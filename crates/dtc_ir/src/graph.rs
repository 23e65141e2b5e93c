//! Graph views and generic traversal over the IR.
//!
//! Two edge relations matter to passes: control flow between basic blocks
//! (successors are the terminator's targets) and use-def between
//! instructions (successors are the users of a result). Both are exposed
//! through the [`Graph`] trait so one [`Traversal`] iterator serves every
//! pass; an [`EdgeSet`] materializes a bidirectional adjacency when the
//! backward direction is needed.

use std::collections::{HashMap, HashSet, VecDeque};
use std::hash::Hash;

use crate::{value::Use, Block, Func, Inst, Module};

// ---------------------------------------------------------------------------
// Graph
// ---------------------------------------------------------------------------

/// A directed graph keyed by node identity.
pub trait Graph {
    type Node: Copy + Eq + Hash;

    fn successors(&self, node: Self::Node) -> Vec<Self::Node>;
}

/// The control-flow graph of a module's blocks: edges follow terminator
/// targets.
pub struct ControlFlowGraph<'m> {
    module: &'m Module,
}

impl<'m> ControlFlowGraph<'m> {
    pub fn new(module: &'m Module) -> Self {
        Self { module }
    }
}

impl Graph for ControlFlowGraph<'_> {
    type Node = Block;

    fn successors(&self, node: Block) -> Vec<Block> {
        self.module.block_successors(node)
    }
}

// ---------------------------------------------------------------------------
// EdgeSet
// ---------------------------------------------------------------------------

#[derive(Debug, Clone, Copy, PartialEq, Eq)]
pub enum Direction {
    Forward,
    Backward,
}

/// A bidirectional edge set over nodes of one kind.
///
/// Built once by a pass, then traversed in either direction through the
/// [`EdgeSet::forward`] / [`EdgeSet::backward`] views.
#[derive(Debug, Default, Clone)]
pub struct EdgeSet<N: Copy + Eq + Hash> {
    succs: HashMap<N, Vec<N>>,
    preds: HashMap<N, Vec<N>>,
}

impl<N: Copy + Eq + Hash> EdgeSet<N> {
    pub fn new() -> Self {
        Self {
            succs: HashMap::new(),
            preds: HashMap::new(),
        }
    }

    pub fn add_edge(&mut self, from: N, to: N) {
        self.succs.entry(from).or_default().push(to);
        self.preds.entry(to).or_default().push(from);
    }

    pub fn successors(&self, node: N) -> &[N] {
        self.succs.get(&node).map(Vec::as_slice).unwrap_or(&[])
    }

    pub fn predecessors(&self, node: N) -> &[N] {
        self.preds.get(&node).map(Vec::as_slice).unwrap_or(&[])
    }

    pub fn forward(&self) -> DirectedView<'_, N> {
        DirectedView {
            edges: self,
            direction: Direction::Forward,
        }
    }

    pub fn backward(&self) -> DirectedView<'_, N> {
        DirectedView {
            edges: self,
            direction: Direction::Backward,
        }
    }
}

impl EdgeSet<Block> {
    /// The control-flow edges of one function.
    pub fn control_flow(module: &Module, func: Func) -> Self {
        let mut edges = Self::new();
        for block in &module.func(func).blocks {
            for succ in module.block_successors(*block) {
                edges.add_edge(*block, succ);
            }
        }
        edges
    }
}

impl EdgeSet<Inst> {
    /// The use-def edges of one function: an edge runs from a defining
    /// instruction to each of its users.
    pub fn use_def(module: &Module, func: Func) -> Self {
        let mut edges = Self::new();
        let mut operands = Vec::new();
        for block in &module.func(func).blocks {
            for user in &module.block(*block).insts {
                operands.clear();
                module.inst(*user).kind.collect_uses(&mut operands);
                for operand in &operands {
                    if let Use::Inst(_, def) = operand {
                        edges.add_edge(*def, *user);
                    }
                }
            }
        }
        edges
    }
}

/// One direction of an [`EdgeSet`], usable as a [`Graph`].
pub struct DirectedView<'a, N: Copy + Eq + Hash> {
    edges: &'a EdgeSet<N>,
    direction: Direction,
}

impl<N: Copy + Eq + Hash> Graph for DirectedView<'_, N> {
    type Node = N;

    fn successors(&self, node: N) -> Vec<N> {
        match self.direction {
            Direction::Forward => self.edges.successors(node).to_vec(),
            Direction::Backward => self.edges.predecessors(node).to_vec(),
        }
    }
}

// ---------------------------------------------------------------------------
// Traversal
// ---------------------------------------------------------------------------

#[derive(Debug, Clone, Copy, PartialEq, Eq)]
pub enum Order {
    BreadthFirst,
    PreOrder,
    PostOrder,
}

/// A lazy traversal from a root. Each reachable node is yielded exactly
/// once; visited tracking is by node identity. The iterator borrows the
/// graph and must not outlive mutations to it.
pub struct Traversal<'g, G: Graph> {
    graph: &'g G,
    order: Order,
    /// BFS/pre-order frontier; front is the BFS head, back the stack top.
    frontier: VecDeque<G::Node>,
    /// Post-order working stack; a node is pushed in the visit phase and
    /// yielded when popped in the emit phase, after its descendants.
    stack: Vec<(G::Node, bool)>,
    visited: HashSet<G::Node>,
}

impl<'g, G: Graph> Traversal<'g, G> {
    pub fn new(graph: &'g G, root: G::Node, order: Order) -> Self {
        let mut traversal = Self {
            graph,
            order,
            frontier: VecDeque::new(),
            stack: Vec::new(),
            visited: HashSet::new(),
        };
        traversal.visited.insert(root);
        match order {
            Order::PostOrder => traversal.stack.push((root, false)),
            _ => traversal.frontier.push_back(root),
        }
        traversal
    }

    pub fn breadth_first(graph: &'g G, root: G::Node) -> Self {
        Self::new(graph, root, Order::BreadthFirst)
    }

    pub fn pre_order(graph: &'g G, root: G::Node) -> Self {
        Self::new(graph, root, Order::PreOrder)
    }

    pub fn post_order(graph: &'g G, root: G::Node) -> Self {
        Self::new(graph, root, Order::PostOrder)
    }
}

impl<G: Graph> Iterator for Traversal<'_, G> {
    type Item = G::Node;

    fn next(&mut self) -> Option<G::Node> {
        match self.order {
            Order::BreadthFirst => {
                let node = self.frontier.pop_front()?;
                for succ in self.graph.successors(node) {
                    if self.visited.insert(succ) {
                        self.frontier.push_back(succ);
                    }
                }
                Some(node)
            }
            Order::PreOrder => {
                let node = self.frontier.pop_back()?;
                // Children go on in reverse so the first successor is
                // visited first.
                for succ in self.graph.successors(node).into_iter().rev() {
                    if self.visited.insert(succ) {
                        self.frontier.push_back(succ);
                    }
                }
                Some(node)
            }
            Order::PostOrder => {
                while let Some((node, emit)) = self.stack.pop() {
                    if emit {
                        return Some(node);
                    }
                    self.stack.push((node, true));
                    for succ in self.graph.successors(node).into_iter().rev() {
                        if self.visited.insert(succ) {
                            self.stack.push((succ, false));
                        }
                    }
                }
                None
            }
        }
    }
}

#[cfg(test)]
mod tests {
    use super::*;

    fn diamond() -> EdgeSet<u32> {
        // A -> B, A -> C, B -> D, C -> D
        let mut edges = EdgeSet::new();
        edges.add_edge(0, 1);
        edges.add_edge(0, 2);
        edges.add_edge(1, 3);
        edges.add_edge(2, 3);
        edges
    }

    #[test]
    fn breadth_first_diamond() {
        let edges = diamond();
        let order: Vec<u32> = Traversal::breadth_first(&edges.forward(), 0).collect();
        assert_eq!(order, vec![0, 1, 2, 3]);
    }

    #[test]
    fn pre_order_diamond() {
        let edges = diamond();
        let order: Vec<u32> = Traversal::pre_order(&edges.forward(), 0).collect();
        assert_eq!(order, vec![0, 1, 3, 2]);
    }

    #[test]
    fn post_order_diamond() {
        let edges = diamond();
        let order: Vec<u32> = Traversal::post_order(&edges.forward(), 0).collect();
        assert_eq!(order, vec![3, 1, 2, 0]);
    }

    #[test]
    fn backward_traversal_follows_predecessors() {
        let edges = diamond();
        let order: Vec<u32> = Traversal::breadth_first(&edges.backward(), 3).collect();
        assert_eq!(order, vec![3, 1, 2, 0]);
    }

    #[test]
    fn each_node_visited_once_with_cycles() {
        let mut edges = EdgeSet::new();
        edges.add_edge(0u32, 1);
        edges.add_edge(1, 0);
        edges.add_edge(1, 2);
        for order in [Order::BreadthFirst, Order::PreOrder, Order::PostOrder] {
            let mut nodes: Vec<u32> = Traversal::new(&edges.forward(), 0, order).collect();
            nodes.sort_unstable();
            assert_eq!(nodes, vec![0, 1, 2]);
        }
    }

    #[test]
    fn unreached_nodes_stay_unvisited() {
        let mut edges = EdgeSet::new();
        edges.add_edge(0u32, 1);
        edges.add_edge(2, 3);
        let nodes: Vec<u32> = Traversal::breadth_first(&edges.forward(), 0).collect();
        assert_eq!(nodes, vec![0, 1]);
    }

    use crate::{
        builder::Builder,
        ty::{DataType, Type},
        value::{Literal, ScalarLiteral},
    };

    /// entry -> b1, entry -> b2, b1 -> exit, b2 -> exit
    fn diamond_function(module: &mut Module) -> (Func, [Block; 4]) {
        let mut b = Builder::new(module);
        let func = b.build_function("f", &[], Type::Void, Vec::new()).unwrap();
        let entry = b.module().entry(func);
        let b1 = b.build_block("b1", &[], func);
        let b2 = b.build_block("b2", &[], func);
        let exit = b.build_block("exit", &[], func);

        let cond = b.module().literal_use(
            Type::scalar(DataType::bool()),
            Literal::Scalar(ScalarLiteral::Bool(true)),
        );
        b.move_to(Some(entry));
        b.conditional(cond, b1, Vec::new(), b2, Vec::new()).unwrap();
        b.move_to(Some(b1));
        b.branch(exit, Vec::new()).unwrap();
        b.move_to(Some(b2));
        b.branch(exit, Vec::new()).unwrap();
        b.move_to(Some(exit));
        b.ret(None).unwrap();

        (func, [entry, b1, b2, exit])
    }

    #[test]
    fn control_flow_traversal_orders() {
        let mut module = Module::new("M");
        let (_, [entry, b1, b2, exit]) = diamond_function(&mut module);

        let cfg = ControlFlowGraph::new(&module);
        let bfs: Vec<Block> = Traversal::breadth_first(&cfg, entry).collect();
        assert_eq!(bfs, vec![entry, b1, b2, exit]);

        let pre: Vec<Block> = Traversal::pre_order(&cfg, entry).collect();
        assert_eq!(pre, vec![entry, b1, exit, b2]);

        let post: Vec<Block> = Traversal::post_order(&cfg, entry).collect();
        assert_eq!(post, vec![exit, b1, b2, entry]);
    }

    #[test]
    fn control_flow_edge_set_walks_backward() {
        let mut module = Module::new("M");
        let (func, [entry, b1, b2, exit]) = diamond_function(&mut module);

        let edges = EdgeSet::control_flow(&module, func);
        let back: Vec<Block> = Traversal::breadth_first(&edges.backward(), exit).collect();
        assert_eq!(back, vec![exit, b1, b2, entry]);
        assert_eq!(edges.predecessors(exit), &[b1, b2]);
    }

    #[test]
    fn use_def_edges_run_from_definitions_to_users() {
        let mut module = Module::new("M");
        let f32s = Type::scalar(DataType::float(32));
        let mut b = Builder::new(&mut module);
        let func = b
            .build_function("g", &[("a", f32s.clone())], f32s.clone(), Vec::new())
            .unwrap();
        let entry = b.module().entry(func);
        b.move_to(Some(entry));
        let a = {
            let m = b.module();
            m.arg_use(m.func(func).args[0])
        };
        let v0 = b.add(a.clone(), a.clone()).unwrap();
        let v0_use = b.module().inst_use(v0);
        let v1 = b.add(v0_use, a).unwrap();
        let v1_use = b.module().inst_use(v1);
        b.ret(Some(v1_use)).unwrap();
        let ret = *module.block(entry).insts.last().unwrap();

        let edges = EdgeSet::use_def(&module, func);
        let forward: Vec<Inst> = Traversal::breadth_first(&edges.forward(), v0).collect();
        assert_eq!(forward, vec![v0, v1, ret]);
        assert_eq!(edges.predecessors(v1), &[v0]);
    }
}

◇ ◇ ◇ ◇ ◇

> **TASK REQUIREMENTS**:
Please find all lines of the entries that hold the string "when" and copy them.

> **COMPLETED EXERCISE**:
//! pass; an [`EdgeSet`] materializes a bidirectional adjacency when the
    /// yielded when popped in the emit phase, after its descendants.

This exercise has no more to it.